Momenti di svolta o avvenimenti cruciali, anche quando solo simbolici, vengono solitamente riconosciuti come tali solo in un secondo momento, quando fra i sedimenti della storia affiorano lentamente forme e figure. Quando il 22 febbraio del 1981 circa 20 mila persone si ritrovarono insieme di fronte alla stazione di Shinjuku, a Tokyo, per celebrare l’uscita del primo lungometraggio dedicato a Mobile Suit Gundam, nessuno si aspettava che l’evento sarebbe in seguito diventato una pietra miliare per la cultura popolare dell’arcipelago. L’evento era stato organizzato per sfruttare l’uscita del primo film il 14 marzo, una compilation della serie animata creata da Yoshiyuki Tomino nel 1979, e per vendere giocattoli e merchandise vari.

GLI ORGANIZZATORI si aspettavano probabilmente un centinaio di persone, per lo più ragazzini forse, ma ne arrivarono moltissime di più e di età decisamente maggiore. Era la generazione nata agli inizi degli anni sessanta che era cresciuta, fra gli altri, con i manga e le serie animate di Osamu Tezuka e che era troppo giovane per aver partecipato direttamente ai movimenti di protesta che caratterizzarono il decennio. Una generazione che attraverso Mobile Suit Gundam, e prima grazie anche ai lavori di Leiji Matsumoto come La corazzata spaziale Yamato, aveva saputo riscoprire il piacere e la gioia per una narrazione animata complessa e che affrontava temi adulti e che spesso criticava implicitamente, ma pesantemente, il mondo dei padri, coloro che avevano portato il Giappone al macello della guerra ed ai disastri che ne conseguirono. In questo senso il fenomeno Gundam e questo evento in particolare sono ancora oggi, a quarant’anni di distanza, considerati un importante momento simbolico nell’evoluzione dell’animazione seriale verso qualcosa di più sofisticato e realistico nei temi affrontati, paragonabile a tutti gli effetti alla letteratura o al cinema.
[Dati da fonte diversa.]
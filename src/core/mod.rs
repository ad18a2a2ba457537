//! Core data structures for the world
//! Contains the block palette, the block table, biomes and chunks.

pub mod biome;
pub mod block;
pub mod chunk;
pub mod registry;

// Re-export commonly used types
pub use biome::Biome;
pub use block::{BlockId, BlockType, Tool, ToolKind, ToolTier};
pub use chunk::{Chunk, ChunkCoord};
pub use registry::{BlockInfo, BlockRegistry};
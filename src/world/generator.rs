//! Deterministic terrain generation using FastNoiseLite
//!
//! Every output is a pure function of the seed and the coordinates, so a
//! generator can be rebuilt on any thread and produce the same world.

use fastnoise_lite::{FastNoiseLite, FractalType, NoiseType};

use crate::constants::*;
use crate::core::biome::Biome;
use crate::core::block::BlockType;
use crate::core::chunk::{Chunk, ChunkCoord};

const TREE_CELL: i32 = 5;
const LEAF_RADIUS: i32 = 2;
const MIN_SURFACE: i32 = 4;
const MAX_SURFACE: i32 = CHUNK_HEIGHT - 16;

/// One generated block column before surface features are applied.
#[derive(Clone, Debug, PartialEq, Eq)]
pub struct Column {
    /// Number of terrain blocks; the top terrain block sits at `height - 1`.
    pub height: i32,
    pub biome: Biome,
    pub blocks: [BlockType; CHUNK_HEIGHT as usize],
}

#[derive(Clone, Copy, Debug, PartialEq, Eq)]
struct Tree {
    x: i32,
    z: i32,
    base_y: i32,
    trunk: i32,
}

pub struct TerrainGenerator {
    noise_terrain: FastNoiseLite,
    noise_detail: FastNoiseLite,
    noise_biome: FastNoiseLite,
    noise_coal: FastNoiseLite,
    noise_iron: FastNoiseLite,
    seed: u32,
}

impl TerrainGenerator {
    pub fn new(seed: u32) -> Self {
        TerrainGenerator {
            noise_terrain: Self::create_fbm_noise(seed, 0.008),
            noise_detail: Self::create_fbm_noise(seed.wrapping_add(1), 0.04),
            noise_biome: Self::create_noise(seed.wrapping_add(2), 0.0025),
            noise_coal: Self::create_noise(seed.wrapping_add(3), 0.09),
            noise_iron: Self::create_noise(seed.wrapping_add(4), 0.11),
            seed,
        }
    }

    fn create_noise(seed: u32, frequency: f32) -> FastNoiseLite {
        let mut noise = FastNoiseLite::with_seed(seed as i32);
        noise.set_noise_type(Some(NoiseType::OpenSimplex2));
        noise.set_frequency(Some(frequency));
        noise
    }

    fn create_fbm_noise(seed: u32, frequency: f32) -> FastNoiseLite {
        let mut noise = FastNoiseLite::with_seed(seed as i32);
        noise.set_noise_type(Some(NoiseType::OpenSimplex2));
        noise.set_fractal_type(Some(FractalType::FBm));
        noise.set_fractal_octaves(Some(4));
        noise.set_fractal_lacunarity(Some(2.0));
        noise.set_fractal_gain(Some(0.5));
        noise.set_frequency(Some(frequency));
        noise
    }

    pub fn seed(&self) -> u32 {
        self.seed
    }

    pub fn biome_at(&self, x: i32, z: i32) -> Biome {
        Biome::from_noise(self.noise_biome.get_noise_2d(x as f32, z as f32))
    }

    /// Number of terrain blocks in the column at `(x, z)`, floored to whole blocks.
    pub fn surface_height(&self, x: i32, z: i32) -> i32 {
        let fx = x as f32;
        let fz = z as f32;
        let selector = self.noise_biome.get_noise_2d(fx, fz);
        let terrain = self.noise_terrain.get_noise_2d(fx, fz);
        let detail = self.noise_detail.get_noise_2d(fx, fz);

        let height = BASE_TERRAIN_HEIGHT as f32
            + terrain * Biome::height_amplitude(selector)
            + detail * 2.0;
        (height.floor() as i32).clamp(MIN_SURFACE, MAX_SURFACE)
    }

    /// Generates the terrain column at world `(x, z)`, without trees.
    pub fn column_at(&self, x: i32, z: i32) -> Column {
        let height = self.surface_height(x, z);
        let biome = self.biome_at(x, z);
        let dirt_depth = 3 + (self.position_hash(x, z) % 2) as i32;

        let mut blocks = [BlockType::Air; CHUNK_HEIGHT as usize];
        for y in 0..height {
            blocks[y as usize] = self.layer_block(x, y, z, height, dirt_depth);
        }
        debug_assert!(height >= MIN_SURFACE && height <= MAX_SURFACE);

        Column {
            height,
            biome,
            blocks,
        }
    }

    fn layer_block(&self, x: i32, y: i32, z: i32, height: i32, dirt_depth: i32) -> BlockType {
        if y == 0 {
            return BlockType::Bedrock;
        }
        if y <= 2 {
            let bedrock_chance = (3 - y) as u32 * 30;
            if self.position_hash_3d(x, y, z) % 100 < bedrock_chance {
                return BlockType::Bedrock;
            }
        }

        let depth_from_surface = height - y;
        if depth_from_surface == 1 {
            BlockType::Grass
        } else if depth_from_surface <= dirt_depth {
            BlockType::Dirt
        } else {
            self.ore_at(x, y, z).unwrap_or(BlockType::Stone)
        }
    }

    fn ore_at(&self, x: i32, y: i32, z: i32) -> Option<BlockType> {
        let (fx, fy, fz) = (x as f32, y as f32, z as f32);
        if y < 32 && self.noise_iron.get_noise_3d(fx, fy, fz) > 0.8 {
            return Some(BlockType::IronOre);
        }
        if y < 64 && self.noise_coal.get_noise_3d(fx, fy, fz) > 0.72 {
            return Some(BlockType::CoalOre);
        }
        None
    }

    /// Generates a complete chunk: terrain columns, then trees. Chunks past
    /// the `i32` block range stay empty.
    pub fn generate_chunk(&self, coord: ChunkCoord) -> Chunk {
        let mut chunk = Chunk::new(coord);
        if !coord.is_addressable() {
            return chunk;
        }
        let base_x = coord.base_x();
        let base_z = coord.base_z();

        for lx in 0..CHUNK_SIZE {
            for lz in 0..CHUNK_SIZE {
                let column = self.column_at(base_x + lx, base_z + lz);
                for y in 0..column.height {
                    chunk.fill(lx, y, lz, column.blocks[y as usize]);
                }
            }
        }

        self.place_trees(&mut chunk, coord);
        chunk
    }

    /// Trees are rooted on a coarse grid so that every chunk sees the same set of
    /// trees near its borders. Leaves go down first and trunks last, which makes
    /// the result independent of the order trees are visited in.
    fn place_trees(&self, chunk: &mut Chunk, coord: ChunkCoord) {
        let min_x = coord.base_x().saturating_sub(LEAF_RADIUS);
        let min_z = coord.base_z().saturating_sub(LEAF_RADIUS);
        let max_x = (coord.base_x() + (CHUNK_SIZE - 1)).saturating_add(LEAF_RADIUS);
        let max_z = (coord.base_z() + (CHUNK_SIZE - 1)).saturating_add(LEAF_RADIUS);

        let mut trees = Vec::new();
        for cell_x in min_x.div_euclid(TREE_CELL)..=max_x.div_euclid(TREE_CELL) {
            for cell_z in min_z.div_euclid(TREE_CELL)..=max_z.div_euclid(TREE_CELL) {
                if let Some(tree) = self.tree_in_cell(cell_x, cell_z) {
                    if tree.x >= min_x && tree.x <= max_x && tree.z >= min_z && tree.z <= max_z {
                        trees.push(tree);
                    }
                }
            }
        }

        for tree in &trees {
            self.place_leaves(chunk, coord, tree);
        }
        for tree in &trees {
            for dy in 0..tree.trunk {
                chunk.fill(
                    tree.x - coord.base_x(),
                    tree.base_y + dy,
                    tree.z - coord.base_z(),
                    BlockType::Wood,
                );
            }
        }
    }

    fn tree_in_cell(&self, cell_x: i32, cell_z: i32) -> Option<Tree> {
        let hash = self.position_hash(cell_x.wrapping_mul(7919), cell_z.wrapping_mul(104729));
        // Cells on the edge of the i32 range can root a tree past it.
        let x = cell_x
            .checked_mul(TREE_CELL)?
            .checked_add(1 + (hash % 3) as i32)?;
        let z = cell_z
            .checked_mul(TREE_CELL)?
            .checked_add(1 + ((hash >> 8) % 3) as i32)?;

        let biome = self.biome_at(x, z);
        if (hash >> 16) % 100 >= biome.tree_chance() {
            return None;
        }

        let base_y = self.surface_height(x, z);
        let trunk = 4 + ((hash >> 24) % 2) as i32;
        if base_y + trunk + 2 >= CHUNK_HEIGHT {
            return None;
        }
        Some(Tree {
            x,
            z,
            base_y,
            trunk,
        })
    }

    fn place_leaves(&self, chunk: &mut Chunk, coord: ChunkCoord, tree: &Tree) {
        let top = tree.base_y + tree.trunk;
        for y in (top - 2)..=top {
            let radius = if y == top { 1 } else { LEAF_RADIUS };
            for dx in -radius..=radius {
                for dz in -radius..=radius {
                    let (Some(wx), Some(wz)) = (tree.x.checked_add(dx), tree.z.checked_add(dz))
                    else {
                        continue;
                    };
                    // Trim the corners on the wide layers.
                    if radius == LEAF_RADIUS
                        && dx.abs() == radius
                        && dz.abs() == radius
                        && self.position_hash_3d(wx, y, wz) % 2 == 0
                    {
                        continue;
                    }
                    let lx = wx - coord.base_x();
                    let lz = wz - coord.base_z();
                    if chunk.get_block(lx, y, lz).is_air() {
                        chunk.fill(lx, y, lz, BlockType::Leaves);
                    }
                }
            }
        }
    }

    /// A standing position near the default spawn that is clear of terrain.
    pub fn spawn_position(&self) -> [f32; 3] {
        let [x, y, z] = SPAWN_POSITION;
        let surface = self.surface_height(x.floor() as i32, z.floor() as i32);
        [x, y.max(surface as f32 + 1.0), z]
    }

    fn position_hash(&self, x: i32, z: i32) -> u32 {
        let mut hash = self.seed;
        hash = hash.wrapping_add(x as u32).wrapping_mul(73856093);
        hash = hash.wrapping_add(z as u32).wrapping_mul(19349663);
        hash ^ (hash >> 16)
    }

    fn position_hash_3d(&self, x: i32, y: i32, z: i32) -> u32 {
        let mut hash = self.seed;
        hash = hash.wrapping_add(x as u32).wrapping_mul(73856093);
        hash = hash.wrapping_add(y as u32).wrapping_mul(19349663);
        hash = hash.wrapping_add(z as u32).wrapping_mul(83492791);
        hash ^ (hash >> 16)
    }
}

#[cfg(test)]
mod tests {
    use super::*;

    #[test]
    fn column_layers() {
        let generator = TerrainGenerator::new(42);
        for (x, z) in [(0, 0), (-37, 91), (1000, -1000)] {
            let column = generator.column_at(x, z);
            let h = column.height;
            assert_eq!(column.blocks[0], BlockType::Bedrock);
            assert_eq!(column.blocks[(h - 1) as usize], BlockType::Grass);
            assert_eq!(column.blocks[(h - 2) as usize], BlockType::Dirt);
            assert!(column.blocks[h as usize..].iter().all(|b| b.is_air()));
            for y in 3..(h - 5) {
                assert!(matches!(
                    column.blocks[y as usize],
                    BlockType::Stone | BlockType::CoalOre | BlockType::IronOre
                ));
            }
        }
    }

    #[test]
    fn chunk_matches_columns_below_surface() {
        let generator = TerrainGenerator::new(7);
        let coord = ChunkCoord::new(-2, 3);
        let chunk = generator.generate_chunk(coord);
        assert!(!chunk.is_modified());
        for lx in [0, 7, 15] {
            for lz in [0, 9, 15] {
                let column = generator.column_at(coord.base_x() + lx, coord.base_z() + lz);
                for y in 0..column.height {
                    let block = chunk.get_block(lx, y, lz);
                    // A trunk may stand on the surface; terrain itself never changes.
                    assert_eq!(block, column.blocks[y as usize]);
                }
            }
        }
    }

    #[test]
    fn trees_are_repeatable_and_rooted_on_grass() {
        let generator = TerrainGenerator::new(1234);
        let first = generator.generate_chunk(ChunkCoord::new(1, 0));
        let again = generator.generate_chunk(ChunkCoord::new(1, 0));
        assert_eq!(first.blocks(), again.blocks());

        for lx in 0..CHUNK_SIZE {
            for lz in 0..CHUNK_SIZE {
                for y in 1..CHUNK_HEIGHT {
                    let below = first.get_block(lx, y - 1, lz);
                    if first.get_block(lx, y, lz) == BlockType::Wood && below != BlockType::Wood {
                        assert_eq!(below, BlockType::Grass);
                    }
                }
            }
        }
    }

    #[test]
    fn canopy_crossing_a_border_matches_in_both_chunks() {
        let generator = TerrainGenerator::new(99);
        let mut checked = 0;
        // Cells at x = 80k + 15..19 root trees just east of a chunk border.
        for k in 0..10 {
            for cell_z in 0..50 {
                let Some(tree) = generator.tree_in_cell(3 + 16 * k, cell_z) else {
                    continue;
                };
                if tree.x.rem_euclid(CHUNK_SIZE) > 1 {
                    continue;
                }
                let west =
                    ChunkCoord::from_block(tree.x - 1 - tree.x.rem_euclid(CHUNK_SIZE), tree.z);
                let leaf_y = tree.base_y + tree.trunk - 1;
                let border_x = west.base_x() + CHUNK_SIZE - 1;
                if generator.surface_height(border_x, tree.z) > leaf_y {
                    continue;
                }
                let chunk = generator.generate_chunk(west);
                let lz = tree.z - west.base_z();
                assert_eq!(chunk.get_block(CHUNK_SIZE - 1, leaf_y, lz), BlockType::Leaves);
                checked += 1;
            }
        }
        assert!(checked > 0);
    }

    #[test]
    fn chunks_at_the_i32_edge_generate() {
        let generator = TerrainGenerator::new(11);
        let edges = [
            ChunkCoord::new(ChunkCoord::MAX_AXIS, 0),
            ChunkCoord::new(ChunkCoord::MIN_AXIS, 0),
            ChunkCoord::new(ChunkCoord::MAX_AXIS, ChunkCoord::MIN_AXIS),
            ChunkCoord::new(ChunkCoord::MIN_AXIS, ChunkCoord::MAX_AXIS),
        ];
        for coord in edges {
            let chunk = generator.generate_chunk(coord);
            assert_eq!(chunk.get_block(0, 0, 0), BlockType::Bedrock);
            assert_eq!(chunk.get_block(CHUNK_SIZE - 1, 0, CHUNK_SIZE - 1), BlockType::Bedrock);
            assert_eq!(
                chunk.blocks(),
                generator.generate_chunk(coord).blocks(),
                "{:?}",
                coord
            );
        }

        let outside = generator.generate_chunk(ChunkCoord::new(i32::MAX, i32::MIN));
        assert!(outside.blocks().iter().all(|b| b.is_air()));
    }

    #[test]
    fn different_seeds_differ() {
        let a = TerrainGenerator::new(1);
        let b = TerrainGenerator::new(2);
        let differs =
            (0..64).any(|i| a.surface_height(i * 13, i * 7) != b.surface_height(i * 13, i * 7));
        assert!(differs);
    }

    #[test]
    fn spawn_is_above_ground() {
        let generator = TerrainGenerator::new(42);
        let [x, y, z] = generator.spawn_position();
        assert!(y >= generator.surface_height(x as i32, z as i32) as f32);
    }
}
//! World generation and management modules
//! Contains terrain generation, chunk streaming, and the world facade.

pub mod generator;
pub mod loader;
pub mod store;
pub mod streaming;
pub mod terrain;

// Re-export commonly used types
pub use generator::{Column, TerrainGenerator};
pub use loader::{ChunkGenResult, ChunkLoader};
pub use store::ChunkStore;
pub use streaming::{StreamStats, StreamingController};
pub use terrain::{ChunkSource, World, WorldEvent};
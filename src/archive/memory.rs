//! In-memory archive backend
//!
//! Trees are built with [`MemoryNode`] (or deserialized from JSON) and
//! flattened into a node table where every node's children sit in one
//! contiguous run, the same shape an NX node table has. Bitmap payloads are
//! kept LZ4-compressed and decoded on every read.
//!
//! # Example
//!
//! ```
//! use nx_bridge::archive::{Archive, MemoryArchive, MemoryNode, NodeType};
//!
//! let archive = MemoryArchive::new(
//!     MemoryNode::new("")
//!         .with_child(MemoryNode::new("Obj").with_child(MemoryNode::integer("z", 4))),
//! );
//! let obj = archive.child(archive.root(), "Obj")?.unwrap();
//! let z = archive.child(obj, "z")?.unwrap();
//! assert_eq!(archive.node_type(z)?, NodeType::Integer);
//! assert_eq!(archive.integer(z)?, 4);
//! # Ok::<(), nx_bridge::BridgeError>(())
//! ```

use crate::archive::{Archive, ArchiveOpener, Audio, Bitmap, NodeRef, NodeType, Vector2};
use crate::error::{BridgeError, Result};
use parking_lot::Mutex;
use serde::{Deserialize, Serialize};
use std::collections::{HashMap, HashSet, VecDeque};
use std::io;
use std::sync::Arc;

/// Payload of a [`MemoryNode`]
#[derive(Debug, Clone, Default, PartialEq, Serialize, Deserialize)]
#[serde(tag = "type", content = "value", rename_all = "lowercase")]
pub enum MemoryValue {
    #[default]
    None,
    Integer(i64),
    Real(f64),
    String(String),
    Vector(Vector2),
    Bitmap {
        width: u16,
        height: u16,
        pixels: Vec<u8>,
    },
    Audio(Vec<u8>),
}

impl MemoryValue {
    pub fn node_type(&self) -> NodeType {
        match self {
            MemoryValue::None => NodeType::None,
            MemoryValue::Integer(_) => NodeType::Integer,
            MemoryValue::Real(_) => NodeType::Real,
            MemoryValue::String(_) => NodeType::String,
            MemoryValue::Vector(_) => NodeType::Vector,
            MemoryValue::Bitmap { .. } => NodeType::Bitmap,
            MemoryValue::Audio(_) => NodeType::Audio,
        }
    }
}

/// Builder for one node of an in-memory tree
#[derive(Debug, Clone, Default, PartialEq, Serialize, Deserialize)]
pub struct MemoryNode {
    pub name: String,

    #[serde(default)]
    pub value: MemoryValue,

    #[serde(default)]
    pub children: Vec<MemoryNode>,
}

impl MemoryNode {
    /// Create a container node with no payload
    pub fn new(name: impl Into<String>) -> Self {
        Self {
            name: name.into(),
            value: MemoryValue::None,
            children: Vec::new(),
        }
    }

    pub fn integer(name: impl Into<String>, value: i64) -> Self {
        Self::new(name).with_value(MemoryValue::Integer(value))
    }

    pub fn real(name: impl Into<String>, value: f64) -> Self {
        Self::new(name).with_value(MemoryValue::Real(value))
    }

    pub fn string(name: impl Into<String>, value: impl Into<String>) -> Self {
        Self::new(name).with_value(MemoryValue::String(value.into()))
    }

    pub fn vector(name: impl Into<String>, x: i32, y: i32) -> Self {
        Self::new(name).with_value(MemoryValue::Vector(Vector2::new(x, y)))
    }

    pub fn bitmap(name: impl Into<String>, width: u16, height: u16, pixels: Vec<u8>) -> Self {
        Self::new(name).with_value(MemoryValue::Bitmap {
            width,
            height,
            pixels,
        })
    }

    pub fn audio(name: impl Into<String>, data: Vec<u8>) -> Self {
        Self::new(name).with_value(MemoryValue::Audio(data))
    }

    pub fn with_value(mut self, value: MemoryValue) -> Self {
        self.value = value;
        self
    }

    /// Append a child; enumeration order is insertion order
    pub fn with_child(mut self, child: MemoryNode) -> Self {
        self.children.push(child);
        self
    }

    pub fn with_children(mut self, children: impl IntoIterator<Item = MemoryNode>) -> Self {
        self.children.extend(children);
        self
    }
}

/// Payload as held by the flattened table
#[derive(Debug, Clone)]
enum StoredValue {
    None,
    Integer(i64),
    Real(f64),
    String(String),
    Vector(Vector2),
    Bitmap {
        width: u16,
        height: u16,
        compressed: Vec<u8>,
    },
    Audio(Vec<u8>),
}

impl From<MemoryValue> for StoredValue {
    fn from(value: MemoryValue) -> Self {
        match value {
            MemoryValue::None => StoredValue::None,
            MemoryValue::Integer(v) => StoredValue::Integer(v),
            MemoryValue::Real(v) => StoredValue::Real(v),
            MemoryValue::String(v) => StoredValue::String(v),
            MemoryValue::Vector(v) => StoredValue::Vector(v),
            MemoryValue::Bitmap {
                width,
                height,
                pixels,
            } => StoredValue::Bitmap {
                width,
                height,
                compressed: lz4_flex::compress_prepend_size(&pixels),
            },
            MemoryValue::Audio(v) => StoredValue::Audio(v),
        }
    }
}

impl StoredValue {
    fn node_type(&self) -> NodeType {
        match self {
            StoredValue::None => NodeType::None,
            StoredValue::Integer(_) => NodeType::Integer,
            StoredValue::Real(_) => NodeType::Real,
            StoredValue::String(_) => NodeType::String,
            StoredValue::Vector(_) => NodeType::Vector,
            StoredValue::Bitmap { .. } => NodeType::Bitmap,
            StoredValue::Audio(_) => NodeType::Audio,
        }
    }
}

#[derive(Debug, Clone)]
struct FlatNode {
    name: String,
    value: StoredValue,
    first_child: u32,
    child_count: u32,
}

impl FlatNode {
    fn placeholder() -> Self {
        Self {
            name: String::new(),
            value: StoredValue::None,
            first_child: 0,
            child_count: 0,
        }
    }

    fn child_range(&self) -> std::ops::Range<u32> {
        self.first_child..self.first_child + self.child_count
    }
}

/// Archive held entirely in memory
#[derive(Debug, Clone)]
pub struct MemoryArchive {
    nodes: Vec<FlatNode>,
}

impl MemoryArchive {
    /// Flatten a tree breadth-first so every child run is contiguous
    pub fn new(root: MemoryNode) -> Self {
        let mut nodes = vec![FlatNode::placeholder()];
        let mut queue = VecDeque::from([(root, 0usize)]);

        while let Some((node, index)) = queue.pop_front() {
            let MemoryNode {
                name,
                value,
                children,
            } = node;
            let first_child = nodes.len();
            nodes.resize(first_child + children.len(), FlatNode::placeholder());

            nodes[index] = FlatNode {
                name,
                value: value.into(),
                first_child: first_child as u32,
                child_count: children.len() as u32,
            };

            for (offset, child) in children.into_iter().enumerate() {
                queue.push_back((child, first_child + offset));
            }
        }

        Self { nodes }
    }

    /// Build an archive from a JSON-serialized [`MemoryNode`] tree
    pub fn from_json(json: &str) -> Result<Self> {
        let root: MemoryNode = serde_json::from_str(json)?;
        Ok(Self::new(root))
    }

    /// Total number of nodes, root included
    pub fn node_count(&self) -> usize {
        self.nodes.len()
    }

    fn node(&self, node: NodeRef) -> Result<&FlatNode> {
        self.nodes
            .get(node.0 as usize)
            .ok_or(BridgeError::InvalidNode(node.0))
    }
}

impl Archive for MemoryArchive {
    fn root(&self) -> NodeRef {
        NodeRef(0)
    }

    fn child(&self, node: NodeRef, name: &str) -> Result<Option<NodeRef>> {
        let parent = self.node(node)?;
        Ok(parent
            .child_range()
            .find(|&index| self.nodes[index as usize].name == name)
            .map(NodeRef))
    }

    fn children(&self, node: NodeRef) -> Result<Box<dyn Iterator<Item = NodeRef> + '_>> {
        let parent = self.node(node)?;
        Ok(Box::new(parent.child_range().map(NodeRef)))
    }

    fn name(&self, node: NodeRef) -> Result<String> {
        Ok(self.node(node)?.name.clone())
    }

    fn node_type(&self, node: NodeRef) -> Result<NodeType> {
        Ok(self.node(node)?.value.node_type())
    }

    fn child_count(&self, node: NodeRef) -> Result<usize> {
        Ok(self.node(node)?.child_count as usize)
    }

    fn integer(&self, node: NodeRef) -> Result<i64> {
        match self.node(node)?.value {
            StoredValue::Integer(v) => Ok(v),
            _ => Ok(0),
        }
    }

    fn real(&self, node: NodeRef) -> Result<f64> {
        match self.node(node)?.value {
            StoredValue::Real(v) => Ok(v),
            _ => Ok(0.0),
        }
    }

    fn string(&self, node: NodeRef) -> Result<String> {
        match &self.node(node)?.value {
            StoredValue::String(v) => Ok(v.clone()),
            _ => Ok(String::new()),
        }
    }

    fn vector(&self, node: NodeRef) -> Result<Option<Vector2>> {
        match self.node(node)?.value {
            StoredValue::Vector(v) => Ok(Some(v)),
            _ => Ok(None),
        }
    }

    fn bitmap(&self, node: NodeRef) -> Result<Option<Bitmap>> {
        match &self.node(node)?.value {
            StoredValue::Bitmap {
                width,
                height,
                compressed,
            } => {
                let data = lz4_flex::decompress_size_prepended(compressed).map_err(|e| {
                    BridgeError::Decode(format!("LZ4 decompression failed: {}", e))
                })?;
                Ok(Some(Bitmap {
                    width: *width,
                    height: *height,
                    data,
                }))
            }
            _ => Ok(None),
        }
    }

    fn bitmap_size(&self, node: NodeRef) -> Result<Option<(u16, u16)>> {
        match self.node(node)?.value {
            StoredValue::Bitmap { width, height, .. } => Ok(Some((width, height))),
            _ => Ok(None),
        }
    }

    fn audio(&self, node: NodeRef) -> Result<Option<Audio>> {
        match &self.node(node)?.value {
            StoredValue::Audio(data) => Ok(Some(Audio { data: data.clone() })),
            _ => Ok(None),
        }
    }
}

/// Opener serving [`MemoryArchive`]s by path
///
/// Counts every open attempt per path so tests can check how often the
/// registry actually reached the backend. Every successful open hands out a
/// fresh copy, so the caller is the only owner of what it gets back.
#[derive(Default)]
pub struct MemoryOpener {
    archives: Mutex<HashMap<String, MemoryArchive>>,
    failing: Mutex<HashSet<String>>,
    attempts: Mutex<HashMap<String, usize>>,
}

impl MemoryOpener {
    pub fn new() -> Self {
        Self::default()
    }

    /// Serve `archive` when `path` is opened
    pub fn insert(&self, path: impl Into<String>, archive: MemoryArchive) {
        let path = path.into();
        self.failing.lock().remove(&path);
        self.archives.lock().insert(path, archive);
    }

    /// Make opens of `path` fail as a malformed archive
    pub fn fail(&self, path: impl Into<String>) {
        self.failing.lock().insert(path.into());
    }

    /// Stop failing `path`
    pub fn heal(&self, path: &str) {
        self.failing.lock().remove(path);
    }

    /// Number of open attempts seen for `path`, failed ones included
    pub fn open_count(&self, path: &str) -> usize {
        self.attempts.lock().get(path).copied().unwrap_or(0)
    }

    /// Number of open attempts across all paths
    pub fn total_opens(&self) -> usize {
        self.attempts.lock().values().sum()
    }
}

impl ArchiveOpener for MemoryOpener {
    fn open(&self, path: &str) -> Result<Arc<dyn Archive>> {
        *self.attempts.lock().entry(path.to_string()).or_insert(0) += 1;

        if self.failing.lock().contains(path) {
            return Err(BridgeError::Decode(format!("malformed archive: {}", path)));
        }

        match self.archives.lock().get(path) {
            // Each open yields an independent container, like reopening a file
            Some(archive) => Ok(Arc::new(archive.clone()) as Arc<dyn Archive>),
            None => Err(BridgeError::ArchiveOpen {
                path: path.to_string(),
                source: io::Error::new(io::ErrorKind::NotFound, "no such archive"),
            }),
        }
    }
}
SUL PALCO dell’Anime shinseki sengen (Dichiarazione di un nuovo secolo, di una nuova era, per l’animazione), questo il nome che fu dato all’evento, per parlare alla folla erano presenti oltre allo stesso Tomino, anche animatori, character designer e doppiatori. Un matsuri (una festa) come la ribattezzò il creatore di Gundam che fu quindi anche un’affermazione di massa ed un’improvvisa presa di coscienza per una generazione che non aveva più il credo ideologico o la partecipazione politica come collante o come specchio in cui riflettersi. Ad affollare la zona antistante l’uscita est della stazione furono infatti per la maggior parte giovani sulla soglia dell’età adulta, una fascia demografica che solo un decennio prima avrebbe occupato lo stesso spazio per protestare contro la guerra in Vietnam, l’imperialismo, l’Anpo e la costruzione dell’aeroporto di Narita. Uno slittamento impressionante in poco più di dieci anni che rivela come la società giapponese si stesse muovendo, nel bene o nel male, verso una nuova era.
In un periodo, la fine degli anni settanta e l’inizio degli ottanta, caratterizzato dal tramonto della grande stagione delle lotte politiche e sociali, almeno quelle su grande scala, l’esperienza comunitaria per le nuove generazioni o andò a mancare o diventò in alcuni casi quella legata alla passione per l’animazione. Si può essere d’accordo o meno, la resistenza e l’impegno politico non si sono in realtà mai fermati, ma le parole dello studioso Ryota Fujitsu sul fenomeno, quando sostiene che l’Anime shinseki sengen mostri simbolicamente la transizione da movimenti formatisi attorno a principi politici verso movimenti formati attorno ad un hobby, sono molto significative e aprono nuove possibili chiavi di lettura e mappature del fenomeno.